//! A tree‑walk interpreter for the Lox scripting language.
//!
//! Pipeline: [`scanner`] → [`parser`] → [`resolver`] → [`interpreter`].
//! [`Lox`] drives one source text through all of it and keeps interpreter
//! state between runs, which is what the REPL needs.

pub mod ast;
pub mod ast_printer;
pub mod environment;
pub mod error;
pub mod interpreter;
pub mod output;
pub mod parser;
pub mod resolver;
pub mod scanner;
pub mod token;
pub mod value;

use log::{debug, info};

use crate::ast::{Expr, Stmt};
use crate::error::{LoxError, RunError};
use crate::interpreter::Interpreter;
use crate::output::Output;
use crate::parser::Parser;
use crate::resolver::Resolver;
use crate::scanner::scan_tokens;
use crate::value::Value;

/// The runner: owns one interpreter and feeds it source texts.
pub struct Lox {
    interpreter: Interpreter,
    next_expr_id: usize,
}

impl Default for Lox {
    fn default() -> Self {
        Self::new()
    }
}

impl Lox {
    /// A runner printing to standard output.
    pub fn new() -> Self {
        Self::with_output(Output::Stdout)
    }

    pub fn with_output(output: Output) -> Self {
        Self {
            interpreter: Interpreter::with_output(output),
            next_expr_id: 0,
        }
    }

    pub fn output(&self) -> &Output {
        self.interpreter.output()
    }

    pub fn output_mut(&mut self) -> &mut Output {
        self.interpreter.output_mut()
    }

    /// Scan, parse and resolve `source`.  On success the resolver's table is
    /// installed in the interpreter and the program is ready to execute.
    pub fn compile(&mut self, source: &str) -> Result<Vec<Stmt>, RunError> {
        let mut parser = self.parser_for(source);
        let parsed = parser.parse();
        self.next_expr_id = parser.next_id();

        let statements = parsed.map_err(RunError::Static)?;
        self.install(Resolver::new().resolve(&statements))?;

        Ok(statements)
    }

    pub fn execute(&mut self, statements: &[Stmt]) -> Result<(), RunError> {
        self.interpreter
            .interpret(statements)
            .map_err(RunError::Runtime)
    }

    /// Run a script.  Nothing executes if any static error was found.
    pub fn run(&mut self, source: &str) -> Result<(), RunError> {
        info!("Running script ({} bytes)", source.len());

        let statements = self.compile(source)?;
        self.execute(&statements)
    }

    /// Run one line typed at the prompt.  A trailing bare expression is
    /// evaluated and its value echoed.
    pub fn run_prompt(&mut self, source: &str) -> Result<(), RunError> {
        let mut parser = self.parser_for(source);
        let parsed = parser.parse_repl();
        self.next_expr_id = parser.next_id();

        let (statements, expr) = parsed.map_err(RunError::Static)?;

        self.install(Resolver::new().resolve(&statements))?;
        if let Some(expr) = &expr {
            self.install(Resolver::new().resolve_expression(expr))?;
        }

        self.execute(&statements)?;

        if let Some(expr) = &expr {
            self.interpreter
                .interpret_expression(expr)
                .map_err(RunError::Runtime)?;
        }

        Ok(())
    }

    /// Evaluate `source` as a single expression.
    pub fn evaluate(&mut self, source: &str) -> Result<Value, RunError> {
        let expr: Expr = self.parse_expression(source)?;

        self.interpreter.evaluate(&expr).map_err(RunError::Runtime)
    }

    /// Parse `source` as a single expression without evaluating it.
    pub fn parse_expression(&mut self, source: &str) -> Result<Expr, RunError> {
        let mut parser = self.parser_for(source);
        let parsed = parser.parse_expression();
        self.next_expr_id = parser.next_id();

        let expr = parsed.map_err(RunError::Static)?;
        self.install(Resolver::new().resolve_expression(&expr))?;

        Ok(expr)
    }

    /// Scan `source`, failing on lexical errors only once the parser has had a
    /// chance to add its own diagnostics.
    fn parser_for(&self, source: &str) -> StagedParser {
        let (tokens, lex_errors) = scan_tokens(source);

        StagedParser {
            parser: Parser::new(tokens).with_first_id(self.next_expr_id),
            lex_errors,
        }
    }

    fn install(
        &mut self,
        resolved: Result<resolver::Locals, Vec<LoxError>>,
    ) -> Result<(), RunError> {
        let locals = resolved.map_err(RunError::Static)?;
        debug!("Installing {} resolved local(s)", locals.len());
        self.interpreter.resolve(locals);
        Ok(())
    }
}

/// A parser plus the lexical errors met while scanning its input.  Every
/// parse entry point merges both, lexical errors first.
struct StagedParser {
    parser: Parser,
    lex_errors: Vec<LoxError>,
}

impl StagedParser {
    fn next_id(&self) -> usize {
        self.parser.next_id()
    }

    fn merge<T>(&mut self, parsed: Result<T, Vec<LoxError>>) -> Result<T, Vec<LoxError>> {
        let mut errors = std::mem::take(&mut self.lex_errors);

        match parsed {
            Ok(value) if errors.is_empty() => Ok(value),
            Ok(_) => Err(errors),
            Err(parse_errors) => {
                errors.extend(parse_errors);
                Err(errors)
            }
        }
    }

    fn parse(&mut self) -> Result<Vec<Stmt>, Vec<LoxError>> {
        let parsed = self.parser.parse();
        self.merge(parsed)
    }

    fn parse_repl(&mut self) -> Result<(Vec<Stmt>, Option<Expr>), Vec<LoxError>> {
        let parsed = self.parser.parse_repl();
        self.merge(parsed)
    }

    fn parse_expression(&mut self) -> Result<Expr, Vec<LoxError>> {
        let parsed = self.parser.parse_expression();
        self.merge(parsed)
    }
}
# # # # # # #
- DESCRIPTION OF THE TASK -
Your answer should consist solely of the lines above from the line with "self.install(Resolver::new().resolve_expression(&expr))?;" to the line with "fn parser_for(&self, source: &str)", both included, reproduced exactly.

- RESULT BELOW -
        self.install(Resolver::new().resolve_expression(&expr))?;

        Ok(expr)
    }

    /// Scan `source`, failing on lexical errors only once the parser has had a
    /// chance to add its own diagnostics.
    fn parser_for(&self, source: &str) -> StagedParser {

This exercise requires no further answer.